30 abr. 2003

Con ocasión del quinto viaje de Juan Pablo II a España, he revisado un archivo de fotografías de aquella primera visita, en octubre de 1982. Aunque sólo forme parte de lo anecdótico, en aquella peregrinación en la que recorrió nuestra geografía de norte a sur, de este a oeste, recibió en el aeropuerto de Barajas la bienvenida del Gobierno en funciones de UCD. No deja de ser una metáfora de la eternidad de la Iglesia que, en sus sucesivos viajes a España, Juan Pablo II saludara a los mandatarios socialistas, así como que dentro de unos días reciba en Madrid a José María Aznar, que ya ha comenzado la cuenta atrás de su destino.

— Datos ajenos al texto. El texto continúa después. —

#[test]
fn folded_array_reaches_the_operation() {
    let shape_of = Function::new(unary("shape_of"), |args| {
        args.get("input1")
            .and_then(Value::as_array)
            .map(|a| a.shape().to_vec())
    });
    let guarded = accepted_values(
        shape_of,
        vec![ValueSpec::new().range_length(1, 10)],
        ValueGuardOptions::default(),
    );
    let shape = guarded.invoke(Call::new().arg(ones(&[1, 6]))).unwrap();
    assert_eq!(shape, Some(vec![6, 1]));
}

#[test]
fn no_check_tolerates_malformed_shapes() {
    let func = valued(unary("func"), vec![ValueSpec::unchecked().max_length(1)], true);
    assert!(func.invoke(Call::new().arg(ones(&[4, 4, 4, 4]))).is_ok());
    assert!(func.invoke(Call::new().arg(Value::None)).is_ok());
}

#[test]
fn error_messages_name_position_and_function() {
    let pair = Signature::new("scale").param("x").param("factor");
    let func = valued(
        pair,
        vec![ValueSpec::new(), ValueSpec::new().range(1, 10)],
        true,
    );
    let err = func.invoke(Call::new().arg(0).kwarg("factor", 11)).unwrap_err();
    insta::assert_snapshot!(
        err,
        @"The 2nd argument of the function scale() has value out of the accepted range: [1, 10]."
    );
    let err = func.invoke(Call::new().arg(1)).unwrap_err();
    insta::assert_snapshot!(err, @"invalid number of arguments for scale(): 2 declared, 1 bound");
}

¿Quién se imaginaba, hace veintiún años, que aquel polaco sería testigo de excepción de nuestro devenir democrático? Por aquel entonces, los periodistas le llamaban 'el atleta de Dios', pues aún no había rebasado los sesenta años, dedicaba algunas jornadas del invierno al esquí y agotaba a su séquito en cada uno de los viajes apostólicos por el mundo. Sin embargo, después del atentado terrorista y sus primeros achaques de salud, era un riesgo augurar un pontificado tan largo.

El tiempo ha venido a demostrar que los planes de Dios no comparten la lógica humana. Hace ocho años que las redacciones de todos los medios informativos aguardan la noticia del fallecimiento del anciano pontífice. Sin ir más lejos, en 2002, algunas voces exigieron la dimisión del Papa, al juzgar que su aspecto físico dañaba los cánones de este mundo comodón que nos hemos fabricado. Sin embargo, a pesar de que no puede apenas caminar, de que las cámaras de televisión recogen el temblor de sus manos y hasta la saliva que mancha el altar de sus misas, Juan Pablo II no sólo mantiene el timón de la barca que le fue confiada, sino que continúa sus peregrinaciones por el planeta y su voz se alza, una vez más, como principal referente para la paz y la justicia.¿Qué motivos animan al Papa a cargar sobre sus hombros la incomodidad de un nuevo viaje a España? Aunque durante los últimos meses ha recuperado un vigor sorprendente, le aguardan dos actos multitudinarios, de larga duración, así como un puñado de reuniones privadas. A tenor del ambiente paganizado de nuestro país, en el que los organismos públicos, la televisión y buena parte de la cultura han borrado hasta la sombra de Dios, podríamos juzgar que Juan Pablo II viene a predicar en el desierto del bienestar. ¿Nos dicen algo su mensaje de búsqueda de Cristo, sus palabras sobre la autenticidad de la vida, su repetida defensa del hombre desde su gestación hasta la muerte natural? Es posible que muchos cristianos de vieja escuela, acomodados en un mal entendido 'aggiornamento', se incomoden ante este Papa que no quita de su boca la palabra 'santidad' como único remedio ante los males del hombre. También es posible que se deslumbren si siguen algunos de los actos programados, cuando contemplen a la multitud congregada en las calles de Madrid, para la que el Papa, a pesar de sus achaques y de su exigencia, es un referente de verdad.

Juan Pablo II sabe que nuestro país es cantera de santos, como lo demuestran las canonizaciones en la plaza de Colón de cinco personas aún muy cercanas en el tiempo. También reconoce que aquí están el germen y el corazón de muchos de los nuevos movimientos cristianos que han inundado de savia a la Iglesia ante el tercer milenio, y que la vida parroquial, poco a poco, va tomando bríos. A este peregrino reincidente, le bastan estas razones para volver a un país con el que se siente muy identificado.